The Danger of Fanning the Flames of Racism

I had a big argument with a close friend at dinner a couple of weeks ago. His position was that there was a "Coming Race War in America" as predicted by Carl Rowan some years ago. My argument was that white nationalism had been defeated last November and that new majority was now extant in America. While white nationalism may have been defeated at the ballot box, it was not defeated among the white majority. A majority of white men and women in that election voted for John McCain. What is happening is that the white nationalists are not taking that defeat lying down. They are now expressing the that they do not accept the results of that election in the form of being "birthers" and disrupters of town hall meetings. Their problem is that we have an African American president. The fans of racism and white nationalism are being fanned by right wing ideologues. Pitts exposes Glenn Beck as one of the worst when it comes to fanning these flames. Obviously, I owe my friend an apology. RGN

Posted on Wed, Aug. 05, 2009
Fanning racial embers
By LEONARD PITTS JR.

`You are such a racist nigger.'' -- reader e-mail

To answer your questions: yes, the e-mail is quoted in its entirety. Yes, it's authentic; I received it a year or so ago. And, no, it is not unique in its sentiment, its coarseness or its deafness to irony. That note has always struck me as a stark benchmark of our slide into racial incoherence.

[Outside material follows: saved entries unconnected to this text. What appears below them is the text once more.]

use std::path::Path;
use std::sync::Arc;
use std::time::Duration;

use audio::{AudioClip, AudioFormat};
use podcaster_config::Config;
use tts::SpeechClient;

use crate::{
    error::GenerationError,
    markers::SpeechMarkers,
    normalizer::TextNormalizer,
    output::output_filename,
    parser::DialogueParser,
    request::PodcastRequest,
    response::{AudioArtifact, PodcastError, PodcastResponse},
};

/// Silence inserted after every spoken line
pub const LINE_PAUSE: Duration = Duration::from_millis(500);
/// Encoding of exported podcast files
pub const EXPORT_FORMAT: AudioFormat = AudioFormat::Wav;

/// Turns validated podcast requests into exported audio files
///
/// Holds no per-request state, so one generator can serve concurrent
/// requests. Within a request, lines are synthesized one after another.
pub struct PodcastGenerator {
    config: Arc<Config>,
    normalizer: TextNormalizer,
    parser: DialogueParser,
    speech: SpeechClient,
}

impl PodcastGenerator {
    pub fn new(config: Arc<Config>, speech: SpeechClient, markers: SpeechMarkers) -> Result<Self, GenerationError> {
        let normalizer = TextNormalizer::new(markers)?;
        let parser = DialogueParser::new(&config.speaker1_name, &config.speaker2_name)?;

        Ok(Self {
            config,
            normalizer,
            parser,
            speech,
        })
    }

    /// Generator backed by the configured speech service and default markers
    pub fn from_config(config: Arc<Config>) -> Result<Self, GenerationError> {
        let speech = SpeechClient::from_config(&config);
        Self::new(config, speech, SpeechMarkers::default())
    }

    pub fn config(&self) -> &Config {
        &self.config
    }

    /// Generate a podcast, reporting any failure as a [`PodcastError`]
    pub async fn generate(&self, request: &PodcastRequest) -> Result<PodcastResponse, PodcastError> {
        tracing::info!(title = request.title(), "generating podcast");

        match self.assemble(request).await {
            Ok(response) => {
                tracing::info!(
                    audio_path = response.audio_path(),
                    segments = response.segments_processed,
                    duration_min = response.actual_duration_min,
                    "podcast generated successfully"
                );
                Ok(response)
            }
            Err(e) => {
                tracing::error!(title = request.title(), "error generating podcast: {e}");
                Err(e.into())
            }
        }
    }

    async fn assemble(&self, request: &PodcastRequest) -> Result<PodcastResponse, GenerationError> {
        let lines = self.parser.parse(request.dialogue())?;

        let mut clips = Vec::with_capacity(lines.len() * 2);
        let mut segments_processed = 0;

        for line in &lines {
            let text = self.normalizer.normalize(&line.text);

            if text.is_empty() {
                tracing::warn!(speaker = %line.speaker, "skipping line with no speakable text");
                continue;
            }

            let voice = self.config.voice_for(&line.speaker);
            let audio = self.speech.text_to_speech(&text, voice).await?;
            let clip = AudioClip::decode(&audio, self.speech.format())?;

            tracing::debug!(
                speaker = %line.speaker,
                %voice,
                duration_ms = clip.duration().as_millis(),
                "synthesized line"
            );

            let pause = clip.silence_like(LINE_PAUSE);
            clips.push(clip);
            clips.push(pause);
            segments_processed += 1;
        }

        let combined = AudioClip::concat(clips)?;

        let created_at = jiff::Zoned::now().datetime();
        let path = self
            .config
            .output_directory
            .join(output_filename(request.title(), &created_at, EXPORT_FORMAT));

        export(&combined, &path).await?;
        let artifact = AudioArtifact::verify(&path).await?;

        Ok(PodcastResponse::new(
            request,
            &self.config,
            combined.duration(),
            segments_processed,
            &artifact,
            created_at,
        ))
    }
}

/// Encode and write the final clip, removing any partial file on failure
async fn export(clip: &AudioClip, path: &Path) -> Result<(), GenerationError> {
    let bytes = clip.encode(EXPORT_FORMAT)?;

    if let Err(source) = tokio::fs::write(path, &bytes).await {
        if let Err(e) = tokio::fs::remove_file(path).await
            && e.kind() != std::io::ErrorKind::NotFound
        {
            tracing::warn!(path = %path.display(), "failed to remove partial podcast file: {e}");
        }

        return Err(GenerationError::Io {
            context: format!("failed to write podcast file {}", path.display()),
            source,
        });
    }

    Ok(())
}
use strum::{AsRefStr, Display, EnumString, IntoStaticStr, VariantNames};

/// Synthesis voices accepted by the speech service
#[derive(Debug, Clone, Copy, PartialEq, Eq, Hash, Display, EnumString, AsRefStr, IntoStaticStr, VariantNames)]
#[strum(serialize_all = "lowercase")]
pub enum Voice {
    Alloy,
    Echo,
    Fable,
    Onyx,
    Nova,
    Shimmer,
}

impl Voice {
    /// Parse a voice name, listing the accepted names on failure
    ///
    /// # Errors
    ///
    /// Returns an error if `value` is not one of the known voices
    pub fn parse(value: &str) -> anyhow::Result<Self> {
        value.parse().map_err(|_| {
            anyhow::anyhow!(
                "invalid voice `{value}`, expected one of: {}",
                Self::VARIANTS.join(", ")
            )
        })
    }

    /// Wire name of the voice
    pub fn as_str(self) -> &'static str {
        self.into()
    }
}
//! Mock speech service for integration tests
//!
//! Implements the `OpenAI` `/v1/audio/speech` endpoint, answering every call
//! with a fixed amount of raw PCM silence

use std::net::SocketAddr;
use std::sync::atomic::{AtomicU32, Ordering};
use std::sync::{Arc, Mutex};

use axum::extract::State;
use axum::http::{HeaderMap, StatusCode, header};
use axum::response::{IntoResponse, Response};
use axum::{Json, Router, routing};
use serde::Deserialize;
use tokio_util::sync::CancellationToken;

use super::config::TEST_API_KEY;

/// PCM samples returned per request (100 ms at 24 kHz)
pub const SAMPLES_PER_REQUEST: usize = 2_400;

/// A speech request as received by the mock
#[derive(Debug, Clone, Deserialize)]
pub struct ReceivedSpeech {
    pub model: String,
    pub input: String,
    pub voice: String,
    pub response_format: String,
}

/// Mock speech backend that returns predictable audio
pub struct MockTts {
    addr: SocketAddr,
    shutdown: CancellationToken,
    state: Arc<MockTtsState>,
}

struct MockTtsState {
    request_count: AtomicU32,
    /// Requests numbered at or above this (zero-based) fail with 500
    fail_from: Option<u32>,
    received: Mutex<Vec<ReceivedSpeech>>,
}

impl MockTts {
    /// Start the mock server, returning immediately
    pub async fn start() -> anyhow::Result<Self> {
        Self::start_inner(None).await
    }

    /// Start a mock server that fails every request after the first `n`
    pub async fn start_failing_after(n: u32) -> anyhow::Result<Self> {
        Self::start_inner(Some(n)).await
    }

    async fn start_inner(fail_from: Option<u32>) -> anyhow::Result<Self> {
        let state = Arc::new(MockTtsState {
            request_count: AtomicU32::new(0),
            fail_from,
            received: Mutex::new(Vec::new()),
        });

        let app = Router::new()
            .route("/v1/audio/speech", routing::post(handle_speech))
            .with_state(Arc::clone(&state));

        let listener = tokio::net::TcpListener::bind("127.0.0.1:0").await?;
        let addr = listener.local_addr()?;
        let shutdown = CancellationToken::new();
        let shutdown_clone = shutdown.clone();

        tokio::spawn(async move {
            axum::serve(listener, app)
                .with_graceful_shutdown(async move {
                    shutdown_clone.cancelled().await;
                })
                .await
                .ok();
        });

        Ok(Self { addr, shutdown, state })
    }

    /// Base URL for configuring the mock as the speech service
    ///
    /// Includes `/v1` since the provider appends `/audio/speech`
    pub fn base_url(&self) -> String {
        format!("http://{}/v1", self.addr)
    }

    /// Number of speech requests received
    pub fn request_count(&self) -> u32 {
        self.state.request_count.load(Ordering::Relaxed)
    }

    /// Requests that were authorized, in arrival order
    pub fn received(&self) -> Vec<ReceivedSpeech> {
        self.state.received.lock().unwrap().clone()
    }
}

impl Drop for MockTts {
    fn drop(&mut self) {
        self.shutdown.cancel();
    }
}

async fn handle_speech(
    State(state): State<Arc<MockTtsState>>,
    headers: HeaderMap,
    Json(request): Json<ReceivedSpeech>,
) -> Response {
    let index = state.request_count.fetch_add(1, Ordering::Relaxed);

    let expected = format!("Bearer {TEST_API_KEY}");
    let authorized = headers
        .get(header::AUTHORIZATION)
        .and_then(|value| value.to_str().ok())
        .is_some_and(|value| value == expected);

    if !authorized {
        return (StatusCode::UNAUTHORIZED, "invalid api key").into_response();
    }

    state.received.lock().unwrap().push(request);

    if state.fail_from.is_some_and(|n| index >= n) {
        return (StatusCode::INTERNAL_SERVER_ERROR, "synthesis backend exploded").into_response();
    }

    let audio = vec![0_u8; SAMPLES_PER_REQUEST * 2];
    ([(header::CONTENT_TYPE, "audio/pcm")], audio).into_response()
}
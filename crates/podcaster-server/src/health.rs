use std::path::Path;

use jiff::civil::DateTime;
use podcaster_config::Config;
use serde::Serialize;

#[derive(Debug, Clone, Copy, PartialEq, Eq, Serialize)]
#[serde(rename_all = "lowercase")]
pub enum HealthStatus {
    Healthy,
    Unhealthy,
}

/// Configuration summary reported by a healthy server
#[derive(Debug, Clone, Serialize)]
pub struct HealthConfig {
    pub speakers: String,
    pub tts_model: String,
    pub gpt_model: String,
    pub output_directory: String,
}

/// Result of the `health_check` tool
#[derive(Debug, Clone, Serialize)]
pub struct HealthReport {
    pub status: HealthStatus,
    #[serde(skip_serializing_if = "Option::is_none")]
    pub config: Option<HealthConfig>,
    #[serde(skip_serializing_if = "Option::is_none")]
    pub error: Option<String>,
    pub timestamp: DateTime,
}

impl HealthReport {
    /// Inspect the configuration and the output directory
    pub fn check(config: &Config) -> Self {
        let timestamp = jiff::Zoned::now().datetime();

        if let Err(error) = check_output_directory(&config.output_directory) {
            tracing::error!("health check failed: {error}");

            return Self {
                status: HealthStatus::Unhealthy,
                config: None,
                error: Some(error),
                timestamp,
            };
        }

        Self {
            status: HealthStatus::Healthy,
            config: Some(HealthConfig {
                speakers: config.speakers_label(),
                tts_model: config.tts_model.clone(),
                gpt_model: config.gpt_model.clone(),
                output_directory: config.output_directory.display().to_string(),
            }),
            error: None,
            timestamp,
        }
    }
}

fn check_output_directory(dir: &Path) -> Result<(), String> {
    let metadata = std::fs::metadata(dir)
        .map_err(|e| format!("output directory {} is not accessible: {e}", dir.display()))?;

    if !metadata.is_dir() {
        return Err(format!("output directory {} is not a directory", dir.display()));
    }

    if metadata.permissions().readonly() {
        return Err(format!("output directory {} is read-only", dir.display()));
    }

    Ok(())
}
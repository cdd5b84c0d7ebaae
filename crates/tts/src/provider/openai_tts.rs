use async_trait::async_trait;
use reqwest::{Client, header};
use secrecy::{ExposeSecret, SecretString};

use crate::{
    error::TtsError,
    http_client::http_client,
    types::{SpeechRequest, SpeechResponse},
};

use super::TtsProvider;

const DEFAULT_OPENAI_API_URL: &str = "https://api.openai.com/v1";

/// `OpenAI` speech endpoint (`POST {base_url}/audio/speech`)
pub struct OpenAiTtsProvider {
    client: Client,
    base_url: String,
    api_key: SecretString,
}

impl OpenAiTtsProvider {
    pub fn new(api_key: SecretString, base_url: Option<String>) -> Self {
        let base_url = base_url.map_or_else(
            || DEFAULT_OPENAI_API_URL.to_string(),
            |url| url.trim_end_matches('/').to_string(),
        );

        Self {
            client: http_client(),
            base_url,
            api_key,
        }
    }
}

#[derive(serde::Serialize)]
struct OpenAiTtsRequest<'a> {
    model: &'a str,
    input: &'a str,
    voice: &'a str,
    response_format: &'a str,
}

#[async_trait]
impl TtsProvider for OpenAiTtsProvider {
    async fn synthesize(&self, request: SpeechRequest) -> crate::error::Result<SpeechResponse> {
        let url = format!("{}/audio/speech", self.base_url);

        tracing::debug!(
            "OpenAI TTS request: model={}, voice={}, input_len={}",
            request.model,
            request.voice,
            request.input.len(),
        );

        let body = OpenAiTtsRequest {
            model: &request.model,
            input: &request.input,
            voice: request.voice.as_str(),
            response_format: request.response_format.as_str(),
        };

        let response = self
            .client
            .post(&url)
            .bearer_auth(self.api_key.expose_secret())
            .json(&body)
            .send()
            .await
            .map_err(|e| {
                tracing::error!("OpenAI TTS request failed: {e}");
                TtsError::ConnectionError(format!("Failed to send request to OpenAI TTS: {e}"))
            })?;

        let status = response.status();

        if !status.is_success() {
            let error_text = response.text().await.unwrap_or_else(|_| "Unknown error".to_string());

            tracing::error!("OpenAI TTS API error ({status}): {error_text}");

            return Err(match status.as_u16() {
                401 => TtsError::AuthenticationFailed(error_text),
                400 => TtsError::InvalidRequest(error_text),
                _ => TtsError::ProviderApiError {
                    status: status.as_u16(),
                    message: error_text,
                },
            });
        }

        let content_type = response
            .headers()
            .get(header::CONTENT_TYPE)
            .and_then(|v| v.to_str().ok())
            .unwrap_or_else(|| request.response_format.mime_type())
            .to_string();

        let audio = response.bytes().await.map_err(|e| {
            tracing::error!("Failed to read OpenAI TTS response body: {e}");
            TtsError::ResponseBody(e.to_string())
        })?;

        if audio.is_empty() {
            tracing::error!("OpenAI TTS returned an empty body");
            return Err(TtsError::EmptyAudio);
        }

        tracing::debug!("OpenAI TTS synthesis complete, {} bytes", audio.len());

        Ok(SpeechResponse {
            audio: audio.to_vec(),
            content_type,
        })
    }

    fn name(&self) -> &str {
        "openai"
    }
}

Here's another: Last week on Fox & Friends, Glenn Beck, the Fox News host, declared President Obama a ``racist'' with ``a deep-seated hatred for white people or the white culture.'' Bare seconds later, Beck turned around and said, ``I'm not saying he doesn't like white people. . . ''

Maybe we should blame his confusion on the stress of being discriminated against. Nobody knows the trouble he's seen.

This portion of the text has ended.